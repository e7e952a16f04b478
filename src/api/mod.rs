//! REST client for the blogging service.

mod client;
mod error;
mod types;
pub mod worker;

pub use client::{BlogClient, BlogReadService, BlogService, LikeService, SUCCESS_STATUS};
pub use error::ApiError;
pub use types::{Post, PostDraft, PostWithLike, CATEGORIES};
use inkpost::api::CATEGORIES;
use inkpost::ui::compose::{ComposeField, ComposeIntent, ComposeReducer, ComposeState};
use inkpost::ui::mvi::Reducer;

fn reduce(state: ComposeState, intent: ComposeIntent) -> ComposeState {
    ComposeReducer::reduce(state, intent)
}

fn editing() -> ComposeState {
    reduce(
        ComposeState::Hidden,
        ComposeIntent::Opened { has_token: true },
    )
}

fn type_text(mut state: ComposeState, text: &str) -> ComposeState {
    for ch in text.chars() {
        state = reduce(state, ComposeIntent::Input(ch));
    }
    state
}

/// A form with every required field filled.
fn filled() -> ComposeState {
    let state = type_text(editing(), "My title");
    let state = reduce(state, ComposeIntent::FocusNext);
    let state = type_text(state, "Body text");
    let state = reduce(state, ComposeIntent::FocusNext);
    let state = reduce(state, ComposeIntent::FocusNext);
    type_text(state, "/tmp/cover.png")
}

// -- gate ---------------------------------------------------------------

#[test]
fn opened_without_token_requires_login() {
    let state = reduce(
        ComposeState::Hidden,
        ComposeIntent::Opened { has_token: false },
    );
    assert_eq!(state, ComposeState::LoginRequired);
    assert!(!state.is_editing());
}

#[test]
fn opened_with_token_starts_blank_form() {
    let state = editing();
    assert!(state.is_editing());
    assert!(!state.is_complete());
    assert!(!state.is_submitting());
}

// -- editing ------------------------------------------------------------

#[test]
fn typing_lands_in_the_focused_field() {
    let state = type_text(editing(), "abc");
    match &state {
        ComposeState::Editing { title, content, .. } => {
            assert_eq!(title, "abc");
            assert!(content.is_empty());
        }
        other => panic!("expected Editing, got {other:?}"),
    }
}

#[test]
fn backspace_removes_from_focused_field() {
    let state = type_text(editing(), "ab");
    let state = reduce(state, ComposeIntent::Backspace);
    match &state {
        ComposeState::Editing { title, .. } => assert_eq!(title, "a"),
        other => panic!("expected Editing, got {other:?}"),
    }
}

#[test]
fn focus_cycles_through_all_fields() {
    let mut state = editing();
    let expected = [
        ComposeField::Content,
        ComposeField::Category,
        ComposeField::ImagePath,
        ComposeField::Title,
    ];
    for field in expected {
        state = reduce(state, ComposeIntent::FocusNext);
        match &state {
            ComposeState::Editing { focused, .. } => assert_eq!(*focused, field),
            other => panic!("expected Editing, got {other:?}"),
        }
    }
}

#[test]
fn focus_prev_wraps_backwards() {
    let state = reduce(editing(), ComposeIntent::FocusPrev);
    match &state {
        ComposeState::Editing { focused, .. } => {
            assert_eq!(*focused, ComposeField::ImagePath);
        }
        other => panic!("expected Editing, got {other:?}"),
    }
}

#[test]
fn category_cycles_only_when_focused() {
    // Focused on Title: no change.
    let state = reduce(editing(), ComposeIntent::CategoryNext);
    assert_eq!(state.category_name(), CATEGORIES[0]);

    // Move focus to Category, then cycle both ways.
    let state = reduce(state, ComposeIntent::FocusNext);
    let state = reduce(state, ComposeIntent::FocusNext);
    let state = reduce(state, ComposeIntent::CategoryNext);
    assert_eq!(state.category_name(), CATEGORIES[1]);
    let state = reduce(state, ComposeIntent::CategoryPrev);
    assert_eq!(state.category_name(), CATEGORIES[0]);
    let state = reduce(state, ComposeIntent::CategoryPrev);
    assert_eq!(state.category_name(), CATEGORIES[CATEGORIES.len() - 1]);
}

// -- submit -------------------------------------------------------------

#[test]
fn incomplete_form_cannot_submit() {
    let state = reduce(editing(), ComposeIntent::SubmitRequested);
    assert!(!state.is_submitting());
}

#[test]
fn whitespace_only_fields_count_as_empty() {
    let state = type_text(editing(), "   ");
    assert!(!state.is_complete());
}

#[test]
fn complete_form_submits_once() {
    let state = reduce(filled(), ComposeIntent::SubmitRequested);
    assert!(state.is_submitting());
    // A second request while pending changes nothing.
    let again = reduce(state.clone(), ComposeIntent::SubmitRequested);
    assert_eq!(again, state);
}

#[test]
fn typing_is_blocked_while_submitting() {
    let state = reduce(filled(), ComposeIntent::SubmitRequested);
    let typed = reduce(state.clone(), ComposeIntent::Input('x'));
    assert_eq!(typed, state);
}

#[test]
fn submit_failure_keeps_the_draft() {
    let state = reduce(filled(), ComposeIntent::SubmitRequested);
    let state = reduce(state, ComposeIntent::SubmitFailed);
    assert!(!state.is_submitting());
    match &state {
        ComposeState::Editing { title, .. } => assert_eq!(title, "My title"),
        other => panic!("expected Editing, got {other:?}"),
    }
}

#[test]
fn submit_success_hides_the_form() {
    let state = reduce(filled(), ComposeIntent::SubmitRequested);
    let state = reduce(state, ComposeIntent::SubmitSucceeded);
    assert_eq!(state, ComposeState::Hidden);
}

#[test]
fn draft_snapshot_carries_category_name() {
    let state = filled();
    let draft = state.to_draft().unwrap();
    assert_eq!(draft.title, "My title");
    assert_eq!(draft.content, "Body text");
    assert_eq!(draft.category, "Technology");
    assert_eq!(draft.image_path, "/tmp/cover.png");
}

#[test]
fn closed_discards_everything() {
    let state = reduce(filled(), ComposeIntent::Closed);
    assert_eq!(state, ComposeState::Hidden);
    assert!(state.to_draft().is_none());
}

----------------

WHAT YOU SHOULD DO:
Would you return all of the data exactly as it stands above?

TASK RESULT:
repository e7e952a16f04b478
filename src/api/mod.rs
//! REST client for the blogging service.

mod client;
mod error;
mod types;
pub mod worker;

pub use client::{BlogClient, BlogReadService, BlogService, LikeService, SUCCESS_STATUS};
pub use error::ApiError;
pub use types::{Post, PostDraft, PostWithLike, CATEGORIES};
use inkpost::api::CATEGORIES;
use inkpost::ui::compose::{ComposeField, ComposeIntent, ComposeReducer, ComposeState};
use inkpost::ui::mvi::Reducer;

fn reduce(state: ComposeState, intent: ComposeIntent) -> ComposeState {
    ComposeReducer::reduce(state, intent)
}

fn editing() -> ComposeState {
    reduce(
        ComposeState::Hidden,
        ComposeIntent::Opened { has_token: true },
    )
}

fn type_text(mut state: ComposeState, text: &str) -> ComposeState {
    for ch in text.chars() {
        state = reduce(state, ComposeIntent::Input(ch));
    }
    state
}

/// A form with every required field filled.
fn filled() -> ComposeState {
    let state = type_text(editing(), "My title");
    let state = reduce(state, ComposeIntent::FocusNext);
    let state = type_text(state, "Body text");
    let state = reduce(state, ComposeIntent::FocusNext);
    let state = reduce(state, ComposeIntent::FocusNext);
    type_text(state, "/tmp/cover.png")
}

// -- gate ---------------------------------------------------------------

#[test]
fn opened_without_token_requires_login() {
    let state = reduce(
        ComposeState::Hidden,
        ComposeIntent::Opened { has_token: false },
    );
    assert_eq!(state, ComposeState::LoginRequired);
    assert!(!state.is_editing());
}

#[test]
fn opened_with_token_starts_blank_form() {
    let state = editing();
    assert!(state.is_editing());
    assert!(!state.is_complete());
    assert!(!state.is_submitting());
}

// -- editing ------------------------------------------------------------

#[test]
fn typing_lands_in_the_focused_field() {
    let state = type_text(editing(), "abc");
    match &state {
        ComposeState::Editing { title, content, .. } => {
            assert_eq!(title, "abc");
            assert!(content.is_empty());
        }
        other => panic!("expected Editing, got {other:?}"),
    }
}

#[test]
fn backspace_removes_from_focused_field() {
    let state = type_text(editing(), "ab");
    let state = reduce(state, ComposeIntent::Backspace);
    match &state {
        ComposeState::Editing { title, .. } => assert_eq!(title, "a"),
        other => panic!("expected Editing, got {other:?}"),
    }
}

#[test]
fn focus_cycles_through_all_fields() {
    let mut state = editing();
    let expected = [
        ComposeField::Content,
        ComposeField::Category,
        ComposeField::ImagePath,
        ComposeField::Title,
    ];
    for field in expected {
        state = reduce(state, ComposeIntent::FocusNext);
        match &state {
            ComposeState::Editing { focused, .. } => assert_eq!(*focused, field),
            other => panic!("expected Editing, got {other:?}"),
        }
    }
}

#[test]
fn focus_prev_wraps_backwards() {
    let state = reduce(editing(), ComposeIntent::FocusPrev);
    match &state {
        ComposeState::Editing { focused, .. } => {
            assert_eq!(*focused, ComposeField::ImagePath);
        }
        other => panic!("expected Editing, got {other:?}"),
    }
}

#[test]
fn category_cycles_only_when_focused() {
    // Focused on Title: no change.
    let state = reduce(editing(), ComposeIntent::CategoryNext);
    assert_eq!(state.category_name(), CATEGORIES[0]);

    // Move focus to Category, then cycle both ways.
    let state = reduce(state, ComposeIntent::FocusNext);
    let state = reduce(state, ComposeIntent::FocusNext);
    let state = reduce(state, ComposeIntent::CategoryNext);
    assert_eq!(state.category_name(), CATEGORIES[1]);
    let state = reduce(state, ComposeIntent::CategoryPrev);
    assert_eq!(state.category_name(), CATEGORIES[0]);
    let state = reduce(state, ComposeIntent::CategoryPrev);
    assert_eq!(state.category_name(), CATEGORIES[CATEGORIES.len() - 1]);
}

// -- submit -------------------------------------------------------------

#[test]
fn incomplete_form_cannot_submit() {
    let state = reduce(editing(), ComposeIntent::SubmitRequested);
    assert!(!state.is_submitting());
}

#[test]
fn whitespace_only_fields_count_as_empty() {
    let state = type_text(editing(), "   ");
    assert!(!state.is_complete());
}

#[test]
fn complete_form_submits_once() {
    let state = reduce(filled(), ComposeIntent::SubmitRequested);
    assert!(state.is_submitting());
    // A second request while pending changes nothing.
    let again = reduce(state.clone(), ComposeIntent::SubmitRequested);
    assert_eq!(again, state);
}

#[test]
fn typing_is_blocked_while_submitting() {
    let state = reduce(filled(), ComposeIntent::SubmitRequested);
    let typed = reduce(state.clone(), ComposeIntent::Input('x'));
    assert_eq!(typed, state);
}

#[test]
fn submit_failure_keeps_the_draft() {
    let state = reduce(filled(), ComposeIntent::SubmitRequested);
    let state = reduce(state, ComposeIntent::SubmitFailed);
    assert!(!state.is_submitting());
    match &state {
        ComposeState::Editing { title, .. } => assert_eq!(title, "My title"),
        other => panic!("expected Editing, got {other:?}"),
    }
}

#[test]
fn submit_success_hides_the_form() {
    let state = reduce(filled(), ComposeIntent::SubmitRequested);
    let state = reduce(state, ComposeIntent::SubmitSucceeded);
    assert_eq!(state, ComposeState::Hidden);
}

#[test]
fn draft_snapshot_carries_category_name() {
    let state = filled();
    let draft = state.to_draft().unwrap();
    assert_eq!(draft.title, "My title");
    assert_eq!(draft.content, "Body text");
    assert_eq!(draft.category, "Technology");
    assert_eq!(draft.image_path, "/tmp/cover.png");
}

#[test]
fn closed_discards_everything() {
    let state = reduce(filled(), ComposeIntent::Closed);
    assert_eq!(state, ComposeState::Hidden);
    assert!(state.to_draft().is_none());
}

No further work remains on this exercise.